Assigned task: Among these records, which lines include "struct"? Copy them out.

Data for the task:
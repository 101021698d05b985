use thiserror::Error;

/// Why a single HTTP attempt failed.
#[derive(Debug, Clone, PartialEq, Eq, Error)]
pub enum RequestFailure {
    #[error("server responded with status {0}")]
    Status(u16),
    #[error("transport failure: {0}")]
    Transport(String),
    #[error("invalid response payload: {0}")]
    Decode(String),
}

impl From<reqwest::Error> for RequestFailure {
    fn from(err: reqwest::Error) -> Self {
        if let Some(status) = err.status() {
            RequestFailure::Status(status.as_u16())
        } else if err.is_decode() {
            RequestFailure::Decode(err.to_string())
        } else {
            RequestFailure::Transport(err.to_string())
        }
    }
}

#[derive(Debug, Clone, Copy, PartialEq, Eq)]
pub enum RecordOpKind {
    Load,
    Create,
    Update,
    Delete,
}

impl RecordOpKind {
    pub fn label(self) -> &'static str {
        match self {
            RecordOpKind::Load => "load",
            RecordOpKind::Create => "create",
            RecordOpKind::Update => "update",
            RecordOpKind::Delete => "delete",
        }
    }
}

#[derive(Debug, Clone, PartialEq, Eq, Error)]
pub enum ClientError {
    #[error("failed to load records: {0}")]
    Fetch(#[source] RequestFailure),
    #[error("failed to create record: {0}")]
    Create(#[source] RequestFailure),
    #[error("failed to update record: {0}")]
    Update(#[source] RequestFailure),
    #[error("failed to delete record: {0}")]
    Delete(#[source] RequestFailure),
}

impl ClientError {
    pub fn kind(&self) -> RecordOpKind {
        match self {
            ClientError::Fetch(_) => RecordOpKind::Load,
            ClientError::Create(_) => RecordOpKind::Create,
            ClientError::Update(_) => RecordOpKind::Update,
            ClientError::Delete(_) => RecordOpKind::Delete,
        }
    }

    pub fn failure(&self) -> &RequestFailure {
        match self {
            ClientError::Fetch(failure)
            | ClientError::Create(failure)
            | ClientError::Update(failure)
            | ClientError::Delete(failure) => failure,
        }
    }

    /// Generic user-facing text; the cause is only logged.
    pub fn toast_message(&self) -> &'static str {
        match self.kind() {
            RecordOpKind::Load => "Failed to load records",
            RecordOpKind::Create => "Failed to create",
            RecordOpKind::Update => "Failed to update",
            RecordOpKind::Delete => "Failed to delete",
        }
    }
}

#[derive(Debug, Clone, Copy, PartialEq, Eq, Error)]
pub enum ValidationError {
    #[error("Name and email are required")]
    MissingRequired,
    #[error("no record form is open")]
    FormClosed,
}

* * *

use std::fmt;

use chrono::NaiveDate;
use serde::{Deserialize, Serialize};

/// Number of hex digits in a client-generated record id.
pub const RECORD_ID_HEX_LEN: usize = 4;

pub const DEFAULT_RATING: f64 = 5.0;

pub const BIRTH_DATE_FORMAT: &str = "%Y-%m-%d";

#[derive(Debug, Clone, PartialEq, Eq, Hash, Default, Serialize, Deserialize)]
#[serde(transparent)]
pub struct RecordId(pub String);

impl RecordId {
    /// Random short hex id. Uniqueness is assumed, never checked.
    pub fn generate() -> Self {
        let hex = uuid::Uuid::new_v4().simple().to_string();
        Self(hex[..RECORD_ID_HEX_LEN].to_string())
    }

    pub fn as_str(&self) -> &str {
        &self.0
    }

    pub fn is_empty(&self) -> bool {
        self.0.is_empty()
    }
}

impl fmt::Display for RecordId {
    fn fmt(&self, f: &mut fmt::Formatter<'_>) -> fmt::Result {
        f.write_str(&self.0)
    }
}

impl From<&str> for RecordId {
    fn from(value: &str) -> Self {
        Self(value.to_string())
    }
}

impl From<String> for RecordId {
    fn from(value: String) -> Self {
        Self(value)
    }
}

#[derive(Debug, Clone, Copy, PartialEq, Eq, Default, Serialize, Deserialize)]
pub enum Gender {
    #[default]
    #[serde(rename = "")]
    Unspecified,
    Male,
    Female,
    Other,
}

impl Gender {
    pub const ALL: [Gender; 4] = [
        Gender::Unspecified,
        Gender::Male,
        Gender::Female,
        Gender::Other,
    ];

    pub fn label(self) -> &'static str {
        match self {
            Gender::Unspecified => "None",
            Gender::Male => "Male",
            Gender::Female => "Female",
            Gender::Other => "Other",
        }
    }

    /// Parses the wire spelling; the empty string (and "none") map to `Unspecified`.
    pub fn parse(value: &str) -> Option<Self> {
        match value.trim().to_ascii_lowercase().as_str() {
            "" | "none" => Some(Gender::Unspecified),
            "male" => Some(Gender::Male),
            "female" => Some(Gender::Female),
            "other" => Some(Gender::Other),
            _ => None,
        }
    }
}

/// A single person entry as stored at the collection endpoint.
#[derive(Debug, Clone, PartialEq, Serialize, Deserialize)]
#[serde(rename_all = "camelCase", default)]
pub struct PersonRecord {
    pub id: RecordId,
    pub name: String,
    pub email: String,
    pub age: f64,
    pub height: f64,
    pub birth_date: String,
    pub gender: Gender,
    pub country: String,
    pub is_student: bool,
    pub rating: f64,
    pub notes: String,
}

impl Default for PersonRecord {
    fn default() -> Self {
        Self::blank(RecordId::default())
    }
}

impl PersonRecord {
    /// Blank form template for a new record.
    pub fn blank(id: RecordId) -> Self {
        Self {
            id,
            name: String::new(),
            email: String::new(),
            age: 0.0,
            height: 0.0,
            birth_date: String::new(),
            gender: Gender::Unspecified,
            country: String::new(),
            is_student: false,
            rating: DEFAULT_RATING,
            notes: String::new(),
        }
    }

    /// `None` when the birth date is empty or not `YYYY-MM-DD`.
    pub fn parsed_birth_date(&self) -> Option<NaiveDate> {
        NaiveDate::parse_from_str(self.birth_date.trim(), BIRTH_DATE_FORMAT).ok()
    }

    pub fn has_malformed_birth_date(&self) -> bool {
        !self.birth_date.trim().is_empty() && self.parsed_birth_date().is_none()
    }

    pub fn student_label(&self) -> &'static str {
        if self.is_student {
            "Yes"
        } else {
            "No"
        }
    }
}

Solution:
pub struct RecordId(pub String);
pub struct PersonRecord {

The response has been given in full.